As commented before, the majority of these publications are Letters without enough data to confirm or refute the alarm. However, the time association between DAA initiation and HCC recurrence was reported in many. As shown in [Table 3], the Letters/articles include less patients than in the Spanish[15] and Italian cohorts[19] and/or do not report essential information such as a schedule of the HCC evaluation, the median follow-up time, and/or if HCC was evaluated regularly in their cohort.

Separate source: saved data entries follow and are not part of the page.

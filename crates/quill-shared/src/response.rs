//! Standardized API response types.

use serde::{Deserialize, Serialize};

/// Standard successful API response wrapper.
#[derive(Debug, Clone, Serialize, Deserialize)]
pub struct ApiResponse<T> {
    #[serde(skip_serializing_if = "Option::is_none")]
    pub message: Option<String>,
    pub data: T,
}

impl<T> ApiResponse<T> {
    pub fn ok(data: T) -> Self {
        Self {
            message: None,
            data,
        }
    }

    pub fn ok_with_message(data: T, message: impl Into<String>) -> Self {
        Self {
            message: Some(message.into()),
            data,
        }
    }
}

/// A response that only carries a message.
#[derive(Debug, Clone, Serialize, Deserialize)]
pub struct MessageResponse {
    pub message: String,
}

impl MessageResponse {
    pub fn new(message: impl Into<String>) -> Self {
        Self {
            message: message.into(),
        }
    }
}

/// Error body returned for every 4xx/5xx.
#[derive(Debug, Clone, Serialize, Deserialize)]
pub struct ErrorResponse {
    /// The HTTP status code.
    pub status: u16,

    /// A short, human-readable summary of the problem type.
    pub title: String,

    /// A human-readable explanation specific to this occurrence.
    pub message: String,
}

impl ErrorResponse {
    pub fn new(status: u16, title: impl Into<String>, message: impl Into<String>) -> Self {
        Self {
            status,
            title: title.into(),
            message: message.into(),
        }
    }

    // Common error constructors
    pub fn bad_request(message: impl Into<String>) -> Self {
        Self::new(400, "Bad Request", message)
    }

    pub fn not_found(message: impl Into<String>) -> Self {
        Self::new(404, "Not Found", message)
    }

    pub fn conflict(message: impl Into<String>) -> Self {
        Self::new(409, "Conflict", message)
    }

    pub fn internal_error() -> Self {
        Self::new(
            500,
            "Internal Server Error",
            "Server could not process the request due to a database error",
        )
    }
}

An important dataset is available in the French cohort studies of HCV patients under the ANRS (French Agency of Research on AIDS) acronym.[26] Three cohorts of patients accounting for more than 500 cases have challenged the alarm signal and suggested that the risk did not exist. Although the sample size is relevant, there are several issues that need clarification. Hepatocellular carcinoma was not an endpoint in two of the cohorts (ANRS CO22 HEPATHER-NCT01953458-[36] and ANRS CO23 CUPILT cohort- NCT01944527-). Thus, if the evaluation of HCC was not part of the prospective collection data at well-defined regular time intervals, underregistration is feasible and the study cannot properly inform about the rate of radiologic recurrence. Hepatocellular carcinoma was an endpoint in the ANRS CO12 CirVir,[28] [37] [38] but at the time of the first report they had only 13 patients treated with DAA therapy.[26] A later update of the CIR-VIR study will be commented in the part devoted to patients without prior HCC.[28] [38]

Interestingly, the HCC recurrence in two of the cohorts was reported as HCC recurrence/person-months[26] to avoid the bias related to the analysis of evolutionary events in a cohort with widely different follow-up times. The time-dependent estimated hazard ratio in the ANRS CO22 HEPATHER cohort was 1.21 (95% confidence interval [CI], 0.62–2.34, p = 0.5782), and 0.41 (95% CI, 0.05–3.08, p = 0.386), in the ANRS CO12 CirVir cohort. Bearing in mind the risk of underregistration, the small number of patients who received DAAs, and the 2.34 and 3.08 upper 95% CI, these data are not robust enough to rule out an increased recurrence risk.

The Craxi group[35] in Italy raised a major criticism of the initial data. They extracted data from our study[15] and used the time of HCC therapy as Time 0 to estimate the incidence of recurrence. This approach is flawed as is their use of a meta-analysis[39] assessment for any valid comparison. It neglects the evolution of those who died/recurred prior to the availability of DAAs and/or did not receive DAAs for any reason.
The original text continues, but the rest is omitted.